Here is Bulletin_2016-03-27
Easter Triduum: We will use a quote from the USCCB Website article Triduum to open our consideration of what these three days mean to us:
The summit of the Liturgical Year is the Easter Triduum—from the evening of Holy Thursday to the evening of Easter Sunday. Though chronologically three days, they are liturgically one day unfolding for us the unity of Christ’s Paschal Mystery.
For a number of the sheep of Kephas, the Mass of the Lord’s Supper was the doorway through which they entered into these three days of Divine Mystery. All were there seeking to participate fully in this treasured experience that destroys the bonds of time and place and makes us truly present to witness the establishment of the priesthood and the institution of the Holy Eucharist. There would be no disappointment for them because that is what they witnessed last night.
Yet, lurking in the background, there were other realities. The place was wrong. Once again, the sheep were not at St. Peter’s, they were at St. John the Baptist. Yes, this has been one more year in exile; another year separated from our Parish, our spiritual community, and our friends.
Whether he knows it or not, Fr. Fasano has provided safe refuge for many of the Sheep in Exile. His personal and inspiring exposition of his love for the priesthood has renewed our belief that the Sacrament of Orders was, indeed, instituted by Christ. Father shared many of his own life stories. One was very recent. Earlier in the day, he was asked to go to High Knob to visit someone who was dying; while there he administered the Last Rites and consoled the family. He mentioned that High Knob is not an easy driving experience. But his story was not about the difficulties. His story is about what the priesthood is all about. It is to bring Christ to those in need and to open the gates of Heaven to them.
There was another reality and that reality was even more poignant for me. Although I was at Mass, listening to Fr. Fasano, my wife was not with me. This was the first time that I can recall in these many years since her conversion that she was not beside me during the Mass of the Lord’s Supper. In our minds, she had a different and more important mission for that evening – she had to be in a home on High Knob to visit someone who was dying and to console her best friend of 31 years.

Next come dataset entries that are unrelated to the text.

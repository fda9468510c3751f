//! Criterion benchmarks for surface mesh synchronization.
//!
//! Benchmarks:
//!   - full rebuild of a 128×128 grid
//!   - single cell edit with 3×3 refresh
//!   - 32×32 block edited through one batch
//!
//! Run with: cargo bench --bench mesh_bench

use criterion::{black_box, criterion_group, criterion_main, Criterion};

use terrasim::grid::{GridWorld, MeshSync, HEIGHT};

const SIZE: usize = 128;

fn meshed_grid() -> GridWorld {
    let mut grid = GridWorld::builder(SIZE)
        .scale(SIZE as f32)
        .height_fn(|_, _, u, v| (u * 7.0).sin() * (v * 5.0).cos())
        .build()
        .unwrap();
    grid.ensure_mesh();
    grid
}

fn bench_full_rebuild(c: &mut Criterion) {
    let mut group = c.benchmark_group("mesh_full");
    group.sample_size(20);

    let mut grid = meshed_grid();
    group.bench_function("update_mesh_128", |b| {
        b.iter(|| {
            grid.update_mesh();
            black_box(grid.take_mesh_dirty())
        });
    });

    group.finish();
}

fn bench_incremental(c: &mut Criterion) {
    let mut group = c.benchmark_group("mesh_incremental");

    let mut grid = meshed_grid();
    let mut h = 0.0f32;
    group.bench_function("single_cell", |b| {
        b.iter(|| {
            h += 0.5;
            grid.set_layer_sc(HEIGHT, black_box(64), black_box(64), h, MeshSync::Auto)
                .unwrap()
        });
    });

    group.bench_function("batch_32x32", |b| {
        b.iter(|| {
            h += 0.5;
            grid.edit_batch(|batch| {
                for y in 32..64 {
                    for x in 32..64 {
                        batch.set_layer_sc(HEIGHT, x, y, h).unwrap();
                    }
                }
            })
        });
    });

    group.finish();
}

criterion_group!(benches, bench_full_rebuild, bench_incremental);
criterion_main!(benches);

The Corporal and Spiritual Works of Mercy work best when combined. On one hand, you will visit the sick and on the other, you will console the sorrowful. When you do the two together, Christ enters into your actions and sanctifies them. And, equally important, you must pray. That is why I was at Mass last night – my job was, and still is, to pray.
However, this Triduum story has other thoughts for us to consider. Fr. Fasano has his role. My wife and I have our respective roles. There is another person that is truly important in this story. My wife’s friend of 31 years has stood beside her husband in suffering far longer than these few months battling cancer. For years, her husband has been disabled by a disease that required constant attention. She could have had him placed in some type of caring facility. But she knew that he would be totally disoriented in such a place. Instead of taking the easy path, she chose the difficult path – the path of love. Not the Valentine’s day type of sweetness and smiles, she chose the path of serving the man she married through sickness and mental anguish.
Isn’t the path our friend chose the very same path that Jesus chose in the Garden while his disciples slept? He could have walked away from His cup of sorrow, but He did not. Our friend could have walked away from her cup of sorrow, but she did not.
For her, as for Mary, there will be a day of great loss and sadness. We will try to be there for her.
Yet, this is the Triduum. We know how the Triduum ends – it ends with Easter. In her heart, our friend already knows that. Let us look to the Triduum for strength and let us look to Easter for great joy!